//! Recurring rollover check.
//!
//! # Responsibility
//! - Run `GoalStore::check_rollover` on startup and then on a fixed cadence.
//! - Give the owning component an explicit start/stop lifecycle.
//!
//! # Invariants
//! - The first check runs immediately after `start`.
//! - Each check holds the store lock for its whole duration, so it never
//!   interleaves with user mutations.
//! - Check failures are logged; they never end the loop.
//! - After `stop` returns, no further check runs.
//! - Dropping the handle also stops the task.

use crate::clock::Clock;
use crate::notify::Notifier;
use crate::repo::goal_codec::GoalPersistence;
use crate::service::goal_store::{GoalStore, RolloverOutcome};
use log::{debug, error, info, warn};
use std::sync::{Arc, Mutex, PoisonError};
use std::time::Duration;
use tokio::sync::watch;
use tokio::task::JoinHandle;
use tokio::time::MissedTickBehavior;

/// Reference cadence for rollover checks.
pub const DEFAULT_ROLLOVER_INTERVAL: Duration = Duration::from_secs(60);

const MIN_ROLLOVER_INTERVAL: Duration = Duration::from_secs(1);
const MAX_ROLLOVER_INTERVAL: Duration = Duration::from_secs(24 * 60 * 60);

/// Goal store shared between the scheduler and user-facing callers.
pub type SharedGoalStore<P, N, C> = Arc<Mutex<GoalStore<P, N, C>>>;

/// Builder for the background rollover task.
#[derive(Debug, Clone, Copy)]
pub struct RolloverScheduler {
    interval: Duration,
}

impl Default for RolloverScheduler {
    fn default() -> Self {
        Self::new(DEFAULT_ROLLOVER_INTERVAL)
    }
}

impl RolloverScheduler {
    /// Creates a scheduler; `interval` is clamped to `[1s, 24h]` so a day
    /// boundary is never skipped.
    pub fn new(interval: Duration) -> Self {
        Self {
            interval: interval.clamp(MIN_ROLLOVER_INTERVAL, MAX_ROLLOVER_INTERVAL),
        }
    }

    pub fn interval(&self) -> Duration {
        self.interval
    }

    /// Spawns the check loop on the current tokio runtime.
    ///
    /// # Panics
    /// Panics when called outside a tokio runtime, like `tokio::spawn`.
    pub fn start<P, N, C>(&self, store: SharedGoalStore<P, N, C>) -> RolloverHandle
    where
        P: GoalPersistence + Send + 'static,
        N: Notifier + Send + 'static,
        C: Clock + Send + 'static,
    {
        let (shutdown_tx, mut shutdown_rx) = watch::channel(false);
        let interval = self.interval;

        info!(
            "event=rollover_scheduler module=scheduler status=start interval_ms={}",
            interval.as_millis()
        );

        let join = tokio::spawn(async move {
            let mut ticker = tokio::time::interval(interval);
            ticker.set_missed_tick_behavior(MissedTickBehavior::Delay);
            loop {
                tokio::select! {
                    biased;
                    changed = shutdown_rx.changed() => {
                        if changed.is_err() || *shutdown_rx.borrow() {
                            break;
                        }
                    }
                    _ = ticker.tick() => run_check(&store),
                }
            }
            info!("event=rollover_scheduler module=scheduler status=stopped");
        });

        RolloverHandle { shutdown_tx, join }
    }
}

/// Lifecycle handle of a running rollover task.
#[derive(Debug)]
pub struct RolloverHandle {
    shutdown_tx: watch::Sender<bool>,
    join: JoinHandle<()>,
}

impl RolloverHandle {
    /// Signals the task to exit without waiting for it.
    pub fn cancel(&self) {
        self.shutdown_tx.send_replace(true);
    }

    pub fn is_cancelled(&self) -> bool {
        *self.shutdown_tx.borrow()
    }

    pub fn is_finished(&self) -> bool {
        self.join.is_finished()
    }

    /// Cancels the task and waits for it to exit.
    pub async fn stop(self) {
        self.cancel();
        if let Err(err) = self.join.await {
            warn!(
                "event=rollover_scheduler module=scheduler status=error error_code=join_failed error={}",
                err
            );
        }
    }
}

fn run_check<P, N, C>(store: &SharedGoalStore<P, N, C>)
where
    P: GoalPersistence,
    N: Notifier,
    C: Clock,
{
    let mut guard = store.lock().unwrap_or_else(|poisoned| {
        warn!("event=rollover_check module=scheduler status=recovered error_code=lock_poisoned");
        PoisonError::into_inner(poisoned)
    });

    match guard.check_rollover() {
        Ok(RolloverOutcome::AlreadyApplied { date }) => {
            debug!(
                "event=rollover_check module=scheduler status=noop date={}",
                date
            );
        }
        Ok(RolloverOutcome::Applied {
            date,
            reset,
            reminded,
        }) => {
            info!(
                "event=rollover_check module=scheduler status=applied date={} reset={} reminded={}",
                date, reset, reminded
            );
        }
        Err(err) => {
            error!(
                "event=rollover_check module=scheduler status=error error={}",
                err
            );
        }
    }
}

**Exercise goal**
The answer should reproduce each entry above in full.

**Output of the exercise**
//! Recurring rollover check.
//!
//! # Responsibility
//! - Run `GoalStore::check_rollover` on startup and then on a fixed cadence.
//! - Give the owning component an explicit start/stop lifecycle.
//!
//! # Invariants
//! - The first check runs immediately after `start`.
//! - Each check holds the store lock for its whole duration, so it never
//!   interleaves with user mutations.
//! - Check failures are logged; they never end the loop.
//! - After `stop` returns, no further check runs.
//! - Dropping the handle also stops the task.

use crate::clock::Clock;
use crate::notify::Notifier;
use crate::repo::goal_codec::GoalPersistence;
use crate::service::goal_store::{GoalStore, RolloverOutcome};
use log::{debug, error, info, warn};
use std::sync::{Arc, Mutex, PoisonError};
use std::time::Duration;
use tokio::sync::watch;
use tokio::task::JoinHandle;
use tokio::time::MissedTickBehavior;

/// Reference cadence for rollover checks.
pub const DEFAULT_ROLLOVER_INTERVAL: Duration = Duration::from_secs(60);

const MIN_ROLLOVER_INTERVAL: Duration = Duration::from_secs(1);
const MAX_ROLLOVER_INTERVAL: Duration = Duration::from_secs(24 * 60 * 60);

/// Goal store shared between the scheduler and user-facing callers.
pub type SharedGoalStore<P, N, C> = Arc<Mutex<GoalStore<P, N, C>>>;

/// Builder for the background rollover task.
#[derive(Debug, Clone, Copy)]
pub struct RolloverScheduler {
    interval: Duration,
}

impl Default for RolloverScheduler {
    fn default() -> Self {
        Self::new(DEFAULT_ROLLOVER_INTERVAL)
    }
}

impl RolloverScheduler {
    /// Creates a scheduler; `interval` is clamped to `[1s, 24h]` so a day
    /// boundary is never skipped.
    pub fn new(interval: Duration) -> Self {
        Self {
            interval: interval.clamp(MIN_ROLLOVER_INTERVAL, MAX_ROLLOVER_INTERVAL),
        }
    }

    pub fn interval(&self) -> Duration {
        self.interval
    }

    /// Spawns the check loop on the current tokio runtime.
    ///
    /// # Panics
    /// Panics when called outside a tokio runtime, like `tokio::spawn`.
    pub fn start<P, N, C>(&self, store: SharedGoalStore<P, N, C>) -> RolloverHandle
    where
        P: GoalPersistence + Send + 'static,
        N: Notifier + Send + 'static,
        C: Clock + Send + 'static,
    {
        let (shutdown_tx, mut shutdown_rx) = watch::channel(false);
        let interval = self.interval;

        info!(
            "event=rollover_scheduler module=scheduler status=start interval_ms={}",
            interval.as_millis()
        );

        let join = tokio::spawn(async move {
            let mut ticker = tokio::time::interval(interval);
            ticker.set_missed_tick_behavior(MissedTickBehavior::Delay);
            loop {
                tokio::select! {
                    biased;
                    changed = shutdown_rx.changed() => {
                        if changed.is_err() || *shutdown_rx.borrow() {
                            break;
                        }
                    }
                    _ = ticker.tick() => run_check(&store),
                }
            }
            info!("event=rollover_scheduler module=scheduler status=stopped");
        });

        RolloverHandle { shutdown_tx, join }
    }
}

/// Lifecycle handle of a running rollover task.
#[derive(Debug)]
pub struct RolloverHandle {
    shutdown_tx: watch::Sender<bool>,
    join: JoinHandle<()>,
}

impl RolloverHandle {
    /// Signals the task to exit without waiting for it.
    pub fn cancel(&self) {
        self.shutdown_tx.send_replace(true);
    }

    pub fn is_cancelled(&self) -> bool {
        *self.shutdown_tx.borrow()
    }

    pub fn is_finished(&self) -> bool {
        self.join.is_finished()
    }

    /// Cancels the task and waits for it to exit.
    pub async fn stop(self) {
        self.cancel();
        if let Err(err) = self.join.await {
            warn!(
                "event=rollover_scheduler module=scheduler status=error error_code=join_failed error={}",
                err
            );
        }
    }
}

fn run_check<P, N, C>(store: &SharedGoalStore<P, N, C>)
where
    P: GoalPersistence,
    N: Notifier,
    C: Clock,
{
    let mut guard = store.lock().unwrap_or_else(|poisoned| {
        warn!("event=rollover_check module=scheduler status=recovered error_code=lock_poisoned");
        PoisonError::into_inner(poisoned)
    });

    match guard.check_rollover() {
        Ok(RolloverOutcome::AlreadyApplied { date }) => {
            debug!(
                "event=rollover_check module=scheduler status=noop date={}",
                date
            );
        }
        Ok(RolloverOutcome::Applied {
            date,
            reset,
            reminded,
        }) => {
            info!(
                "event=rollover_check module=scheduler status=applied date={} reset={} reminded={}",
                date, reset, reminded
            );
        }
        Err(err) => {
            error!(
                "event=rollover_check module=scheduler status=error error={}",
                err
            );
        }
    }
}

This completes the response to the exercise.